-- EXERCISE INPUTS follows --
/// Flat reply: members, optionally interleaved with their scores.
fn records_reply(records: Vec<(Vec<u8>, f64)>, with_scores: bool) -> Reply {
    let mut items = Vec::with_capacity(records.len() * if with_scores { 2 } else { 1 });
    for (member, score) in records {
        items.push(Reply::bulk(member));
        if with_scores {
            items.push(Reply::bulk(format_score(score).into_bytes()));
        }
    }
    Reply::array(items)
}

fn cmd_zadd(_ctx: &Context, args: &[String], access: &mut Access) -> StoreResult<Reply> {
    let key = &args[1];

    let mut policy = UpdatePolicy::Always;
    let mut nx = false;
    let mut xx = false;
    let mut comparison = ScoreComparison::Always;
    let mut changed = false;
    let mut incr = false;

    let mut i = 2;
    while i < args.len() {
        match args[i].to_lowercase().as_str() {
            "nx" => nx = true,
            "xx" => xx = true,
            "gt" => comparison = ScoreComparison::OnlyIfGreater,
            "lt" => comparison = ScoreComparison::OnlyIfLess,
            "ch" => changed = true,
            "incr" => incr = true,
            _ => break,
        }
        i += 1;
    }
    if nx && xx {
        return Err(StoreError::OptionConflict(
            "XX and NX options at the same time are not compatible".to_string(),
        ));
    }
    if nx {
        policy = UpdatePolicy::OnlyIfAbsent;
    } else if xx {
        policy = UpdatePolicy::OnlyIfPresent;
    }

    let pairs = &args[i..];
    if pairs.is_empty() || pairs.len() % 2 != 0 {
        return Err(StoreError::SyntaxError);
    }
    let mut members = Vec::with_capacity(pairs.len() / 2);
    for pair in pairs.chunks(2) {
        members.push((pair[1].as_bytes().to_vec(), parse_f64(&pair[0])?));
    }

    // OnlyIfPresent never creates the key either.
    if policy == UpdatePolicy::OnlyIfPresent && !access.exists(key) {
        return Ok(if incr { Reply::nil() } else { Reply::integer(0) });
    }

    let set = zset_entry(access, key, true)?;
    match set.add_or_update(&members, policy, comparison, changed, incr)? {
        ZAddOutcome::Count(n) => Ok(Reply::integer(n as i64)),
        ZAddOutcome::Score(Some(score)) => Ok(Reply::bulk(format_score(score).into_bytes())),
        ZAddOutcome::Score(None) => Ok(Reply::nil()),
    }
}

fn cmd_zcard(_ctx: &Context, args: &[String], access: &mut Access) -> StoreResult<Reply> {
    let len = read_zset(access, &args[1])?.map_or(0, |z| z.len());
    Ok(Reply::integer(len as i64))
}

fn cmd_zscore(_ctx: &Context, args: &[String], access: &mut Access) -> StoreResult<Reply> {
    Ok(
        match read_zset(access, &args[1])?.and_then(|z| z.score(args[2].as_bytes())) {
            Some(score) => Reply::bulk(format_score(score).into_bytes()),
            None => Reply::nil(),
        },
    )
}

fn cmd_zmscore(_ctx: &Context, args: &[String], access: &mut Access) -> StoreResult<Reply> {
    let set = read_zset(access, &args[1])?;
    let items = args[2..]
        .iter()
        .map(|member| match set.and_then(|z| z.score(member.as_bytes())) {
            Some(score) => Reply::bulk(format_score(score).into_bytes()),
            None => Reply::nil(),
        })
        .collect();
    Ok(Reply::array(items))
}

fn cmd_zrem(_ctx: &Context, args: &[String], access: &mut Access) -> StoreResult<Reply> {
    if !access.exists(&args[1]) {
        return Ok(Reply::integer(0));
    }
    let set = zset_entry(access, &args[1], false)?;
    let mut removed = 0i64;
    for member in &args[2..] {
        if set.remove(member.as_bytes()) {
            removed += 1;
        }
    }
    Ok(Reply::integer(removed))
}

fn cmd_zincrby(_ctx: &Context, args: &[String], access: &mut Access) -> StoreResult<Reply> {
    let increment = parse_f64(&args[2])?;
    let member = args[3].as_bytes().to_vec();
    let set = zset_entry(access, &args[1], true)?;
    match set.add_or_update(
        &[(member, increment)],
        UpdatePolicy::Always,
        ScoreComparison::Always,
        false,
        true,
    )? {
        ZAddOutcome::Score(Some(score)) => Ok(Reply::bulk(format_score(score).into_bytes())),
        _ => Err(StoreError::Internal("ZINCRBY produced no score".to_string())),
    }
}

fn zrank(args: &[String], access: &mut Access, reverse: bool) -> StoreResult<Reply> {
    Ok(
        match read_zset(access, &args[1])?.and_then(|z| z.rank(args[2].as_bytes(), reverse)) {
            Some(rank) => Reply::integer(rank as i64),
            None => Reply::nil(),
        },
    )
}

fn cmd_zrank(_ctx: &Context, args: &[String], access: &mut Access) -> StoreResult<Reply> {
    zrank(args, access, false)
}

fn cmd_zrevrank(_ctx: &Context, args: &[String], access: &mut Access) -> StoreResult<Reply> {
    zrank(args, access, true)
}

fn cmd_zcount(_ctx: &Context, args: &[String], access: &mut Access) -> StoreResult<Reply> {
    let min = parse_score_bound(&args[2])?;
    let max = parse_score_bound(&args[3])?;
    let count = read_zset(access, &args[1])?.map_or(0, |z| z.count_by_score(&min, &max));
    Ok(Reply::integer(count as i64))
}

fn cmd_zlexcount(_ctx: &Context, args: &[String], access: &mut Access) -> StoreResult<Reply> {
    let min = parse_lex_bound(&args[2])?;
    let max = parse_lex_bound(&args[3])?;
    let count = read_zset(access, &args[1])?.map_or(0, |z| z.count_by_lex(&min, &max));
    Ok(Reply::integer(count as i64))
}

fn cmd_zrange(_ctx: &Context, args: &[String], access: &mut Access) -> StoreResult<Reply> {
    let key = &args[1];
    let start_token = &args[2];
    let stop_token = &args[3];

    let mut by_score = false;
    let mut by_lex = false;
    let mut reverse = false;
    let mut with_scores = false;
    let mut offset = 0usize;
    let mut count = -1i64;
    let mut have_limit = false;

    let mut i = 4;
    while i < args.len() {
        match args[i].to_lowercase().as_str() {
            "byscore" => by_score = true,
            "bylex" => by_lex = true,
            "rev" => reverse = true,
            "withscores" => with_scores = true,
            "limit" => {
                if i + 2 >= args.len() {
                    return Err(StoreError::SyntaxError);
                }
                let raw_offset = parse_i64(&args[i + 1])?;
                if raw_offset < 0 {
                    return Err(StoreError::LimitExceeded(
                        "negative LIMIT offset is not allowed".to_string(),
                    ));
                }
                offset = raw_offset as usize;
                count = parse_i64(&args[i + 2])?;
                have_limit = true;
                i += 2;
            }
            _ => return Err(StoreError::SyntaxError),
        }
        i += 1;
    }

    if by_score && by_lex {
        return Err(StoreError::SyntaxError);
    }
    if have_limit && !by_score && !by_lex {
        return Err(StoreError::Generic(
            "syntax error, LIMIT is only supported in combination with either BYSCORE or BYLEX"
                .to_string(),
        ));
    }
    if by_lex && with_scores {
        return Err(StoreError::Generic(
            "syntax error, WITHSCORES not supported in combination with BYLEX".to_string(),
        ));
    }

    let Some(set) = read_zset(access, key)? else {
        return Ok(Reply::empty_array());
    };

    let records = if by_score {
        // With REV the bounds arrive highest-first.
        let (min_token, max_token) = if reverse {
            (stop_token, start_token)
        } else {
            (start_token, stop_token)
        };
        let min = parse_score_bound(min_token)?;
        let max = parse_score_bound(max_token)?;
        set.range_by_score(&min, &max, reverse, offset, count)
    } else if by_lex {
        let (min_token, max_token) = if reverse {
            (stop_token, start_token)
        } else {
            (start_token, stop_token)
        };
        let min = parse_lex_bound(min_token)?;
        let max = parse_lex_bound(max_token)?;
        set.range_by_lex(&min, &max, reverse, offset, count)
    } else {
        set.range_by_rank(parse_i64(start_token)?, parse_i64(stop_token)?, reverse)
    };
    Ok(records_reply(records, with_scores))
}

fn range_by_score(
    args: &[String],
    access: &mut Access,
    reverse: bool,
) -> StoreResult<Reply> {
    let mut with_scores = false;
    let mut offset = 0usize;
    let mut count = -1i64;

    let mut i = 4;
    while i < args.len() {
        match args[i].to_lowercase().as_str() {
            "withscores" => with_scores = true,
            "limit" => {
                if i + 2 >= args.len() {
                    return Err(StoreError::SyntaxError);
                }
                let raw_offset = parse_i64(&args[i + 1])?;
                if raw_offset < 0 {
                    return Err(StoreError::LimitExceeded(
                        "negative LIMIT offset is not allowed".to_string(),
                    ));
                }
                offset = raw_offset as usize;
                count = parse_i64(&args[i + 2])?;
                i += 2;
            }
            _ => return Err(StoreError::SyntaxError),
        }
        i += 1;
    }

    // Reversed variants take max before min.
    let (min_token, max_token) = if reverse {
        (&args[3], &args[2])
    } else {
        (&args[2], &args[3])
    };
    let min = parse_score_bound(min_token)?;
    let max = parse_score_bound(max_token)?;

    let records = match read_zset(access, &args[1])? {
        Some(set) => set.range_by_score(&min, &max, reverse, offset, count),
        None => Vec::new(),
    };
    Ok(records_reply(records, with_scores))
}

fn cmd_zrangebyscore(_ctx: &Context, args: &[String], access: &mut Access) -> StoreResult<Reply> {
    range_by_score(args, access, false)
}

fn cmd_zrevrangebyscore(
    _ctx: &Context,
    args: &[String],
    access: &mut Access,
) -> StoreResult<Reply> {
    range_by_score(args, access, true)
}

fn cmd_zrangebylex(_ctx: &Context, args: &[String], access: &mut Access) -> StoreResult<Reply> {
    let mut offset = 0usize;
    let mut count = -1i64;
    let mut i = 4;
    while i < args.len() {
        match args[i].to_lowercase().as_str() {
            "limit" => {
                if i + 2 >= args.len() {
                    return Err(StoreError::SyntaxError);
                }
                let raw_offset = parse_i64(&args[i + 1])?;
                if raw_offset < 0 {
                    return Err(StoreError::LimitExceeded(
                        "negative LIMIT offset is not allowed".to_string(),
                    ));
                }
                offset = raw_offset as usize;
                count = parse_i64(&args[i + 2])?;
                i += 2;
            }
            _ => return Err(StoreError::SyntaxError),
        }
        i += 1;
    }

    let min = parse_lex_bound(&args[2])?;
    let max = parse_lex_bound(&args[3])?;
    let records = match read_zset(access, &args[1])? {
        Some(set) => set.range_by_lex(&min, &max, false, offset, count),
        None => Vec::new(),
    };
    Ok(records_reply(records, false))
}

fn zpop(args: &[String], access: &mut Access, side: PopSide) -> StoreResult<Reply> {
    let count = match args.get(2) {
        Some(token) => {
            let n = parse_i64(token)?;
            if n < 0 {
                return Err(StoreError::LimitExceeded(
                    "value is out of range, must be positive".to_string(),
                ));
            }
            n as usize
        }
        None => 1,
    };
    if !access.exists(&args[1]) {
        return Ok(Reply::empty_array());
    }
    let set = zset_entry(access, &args[1], false)?;
    Ok(records_reply(set.pop(count, side), true))
}

fn cmd_zpopmin(_ctx: &Context, args: &[String], access: &mut Access) -> StoreResult<Reply> {
    zpop(args, access, PopSide::Min)
}

fn cmd_zpopmax(_ctx: &Context, args: &[String], access: &mut Access) -> StoreResult<Reply> {
    zpop(args, access, PopSide::Max)
}

fn cmd_zrandmember(_ctx: &Context, args: &[String], access: &mut Access) -> StoreResult<Reply> {
    let count = match args.get(2) {
        Some(token) => Some(parse_i64(token)?),
        None => None,
    };
    let with_scores = match args.get(3) {
        Some(token) if token.eq_ignore_ascii_case("withscores") => true,
        Some(_) => return Err(StoreError::SyntaxError),
        None => false,
    };

    let set = read_zset(access, &args[1])?;
    match count {
        None => Ok(
            match set.and_then(|z| z.random_members(1).into_iter().next()) {
                Some((member, _)) => Reply::bulk(member),
                None => Reply::nil(),
            },
        ),
        Some(n) => {
            let records = set.map_or_else(Vec::new, |z| z.random_members(n));
            Ok(records_reply(records, with_scores))
        }
    }
}

fn zremrange(
    access: &mut Access,
    key: &str,
    victims: Vec<(Vec<u8>, f64)>,
) -> StoreResult<Reply> {
    let set = zset_entry(access, key, false)?;
    let mut removed = 0i64;
    for (member, _) in victims {
        if set.remove(&member) {
            removed += 1;
        }
    }
    Ok(Reply::integer(removed))
}

fn cmd_zremrangebyscore(
    _ctx: &Context,
    args: &[String],
    access: &mut Access,
) -> StoreResult<Reply> {
    let min = parse_score_bound(&args[2])?;
    let max = parse_score_bound(&args[3])?;
    if !access.exists(&args[1]) {
        return Ok(Reply::integer(0));
    }
    let victims = zset_entry(access, &args[1], false)?.range_by_score(&min, &max, false, 0, -1);
    zremrange(access, &args[1], victims)
}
-- EXERCISE INPUTS concluded --
• WHAT TO PRODUCE:
Return nothing but the lines from the top of the records above through the line that has "let mut incr = false;". Keep each one exact.

• TASK SOLUTION:
/// Flat reply: members, optionally interleaved with their scores.
fn records_reply(records: Vec<(Vec<u8>, f64)>, with_scores: bool) -> Reply {
    let mut items = Vec::with_capacity(records.len() * if with_scores { 2 } else { 1 });
    for (member, score) in records {
        items.push(Reply::bulk(member));
        if with_scores {
            items.push(Reply::bulk(format_score(score).into_bytes()));
        }
    }
    Reply::array(items)
}

fn cmd_zadd(_ctx: &Context, args: &[String], access: &mut Access) -> StoreResult<Reply> {
    let key = &args[1];

    let mut policy = UpdatePolicy::Always;
    let mut nx = false;
    let mut xx = false;
    let mut comparison = ScoreComparison::Always;
    let mut changed = false;
    let mut incr = false;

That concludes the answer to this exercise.